Given his own history, it perhaps rankles that Everald Warmington is now pretending to have the moral high ground and insisting that the constitution of the Jamaica Labour Party (JLP) was breached in the election of at least three of the party's four deputy leaders.
A natural reaction in the circumstance is to ask of the whereabouts of Mr Warmington's moral compass during the nearly four years he sat in the last Parliament in breach of Jamaica's Constitution, which denies membership to anyone who, "by virtue of ... [his] own act", is "under acknowledgement of allegiance, obedience or adherence" to a foreign power.
It is reasonable to assume that a man of Mr Warmington's vintage could not have been ignorant of his own position, before renouncing his allegiance to the United States in the first quarter of 2011. And if he didn't grasp the issue during prior stints in the legislature, by the time he re-entered the House in 2007, the public debate of dual citizenship, given the case of his JLP colleague, Daryl Vaz, and others, was so intense that he couldn't have been unaware. Unless, of course, Mr Warmington is today's Rip Van Winkle.
WARMINGTON HAS A POINT
But whatever we may think about Mr Warmington's moral and other ethics with regard to his behaviour in the House, he appears to have a point.
Audley Shaw, one of the deputy leaders whose election was challenged by Mr Warmington, concedes that the rules were not followed with regard to the nomination of candidates.
"There are breaches in virtually every post ... ," Mr Shaw told this newspaper.
The complaint of Mr Shaw, and others, is threefold: that Mr Warmington was selective in his challenges; that he threatened to go to court with the matter rather than, they claim, seeking to resolve the issue within the councils of the JLP. There are also whispers in some JLP quarters that Mr Warmington was a stalking horse for others wanting to challenge Mr Andrew Holness' leadership of the JLP.
On these issues we, at this time, offer no comment.
BREACHES ENDEMIC TO PARTY
We are, however, concerned that a major political party which has held political power in Jamaica - and hopes to again do - conducts its business in such slipshod manner that "there are breaches in virtually every post".
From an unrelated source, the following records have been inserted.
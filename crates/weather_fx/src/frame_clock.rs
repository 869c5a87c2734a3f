//! Frame driver abstraction.
//!
//! The engine never reads a wall clock for animation. The host hands it a
//! [`FrameClock`] once per frame; [`FrameTimer`] turns successive timestamps
//! into bounded physics deltas.

use bevy::time::Time;

use crate::config::MAX_FRAME_DT;

/// Monotonic time source sampled once per frame.
pub trait FrameClock {
    /// Seconds since an arbitrary fixed origin.
    fn now_secs(&self) -> f64;
}

impl FrameClock for Time {
    fn now_secs(&self) -> f64 {
        self.elapsed_secs_f64()
    }
}

/// Hand-driven clock for headless runs and tests.
#[derive(Debug, Clone, Copy, Default, PartialEq)]
pub struct ManualClock {
    now: f64,
}

impl ManualClock {
    pub fn new() -> Self {
        Self::default()
    }

    /// Move time forward; negative or non-finite steps are ignored.
    pub fn advance(&mut self, dt: f64) {
        if dt.is_finite() && dt > 0.0 {
            self.now += dt;
        }
    }
}

impl FrameClock for ManualClock {
    fn now_secs(&self) -> f64 {
        self.now
    }
}

/// Converts timestamps into per-frame deltas.
#[derive(Debug, Clone, Copy, Default, PartialEq)]
pub struct FrameTimer {
    baseline: Option<f64>,
}

impl FrameTimer {
    /// Forget the previous timestamp; the next frame yields a zero delta.
    pub fn reset(&mut self) {
        self.baseline = None;
    }

    /// Delta since the previous call, clamped to `[0, MAX_FRAME_DT]`.
    pub fn delta(&mut self, now: f64) -> f32 {
        let dt = match self.baseline {
            Some(prev) if now.is_finite() => (now - prev) as f32,
            _ => 0.0,
        };
        if now.is_finite() {
            self.baseline = Some(now);
        }
        clamp_frame_dt(dt)
    }
}

/// Non-finite or negative deltas become 0; long stalls are capped.
pub fn clamp_frame_dt(dt: f32) -> f32 {
    if dt.is_finite() {
        dt.clamp(0.0, MAX_FRAME_DT)
    } else {
        0.0
    }
}
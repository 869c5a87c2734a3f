//! Fog: a handful of large, soft, slowly rotating blobs drifting with the
//! wind over a constant haze.

mod systems;
pub mod types;

pub use types::{FogBlob, FogField};

use crate::options::OptionsPatch;
use crate::renderer::EffectRenderer;
use crate::surface::SurfaceAdapter;

pub type FogRenderer = EffectRenderer<FogField>;

pub fn create_fog_renderer(surface: &SurfaceAdapter, initial: &OptionsPatch) -> FogRenderer {
    FogRenderer::new(surface, initial)
}
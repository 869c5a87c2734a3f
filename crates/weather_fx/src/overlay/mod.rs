//! Overlay orchestrator: turns declarative host props into at most one live
//! renderer drawing into the overlay surface.

mod orchestrator;
mod props;
mod tests;

pub use orchestrator::{OverlayChange, OverlayStats, WeatherOverlay};
pub use props::{MotionPreference, OverlayProps};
It is reasonable to ask whether such loose adherence to the JLP's constitution informs the party's approach to government and governance, as well as the attitudes of party leaders who tolerated, long after the settlement of the Vaz matter, the illegitimate occupation of parliamentary benches by four other members, including Mr Warmington.
Nor would it be unreasonable, we believe, for people to question whether this casual, undisciplined observance of party rules plays into the attitudes towards the laws, and the rules for public order, promulgated by the State.
While we raise such questions of the JLP, we do not mean them to be exclusively for that party. Mere weeks ago, after The Gleaner had broke the story about ineligibility, the People's National Party moved to disqualify an unspecified number of persons who had been nominated for its Regional Executive Council elections.
In the most recent case, however, the JLP must declare how it intends to regularise its elections, if indeed they were flawed, and ensure such problems do not recur.
The matter is larger than the immediate circumstance.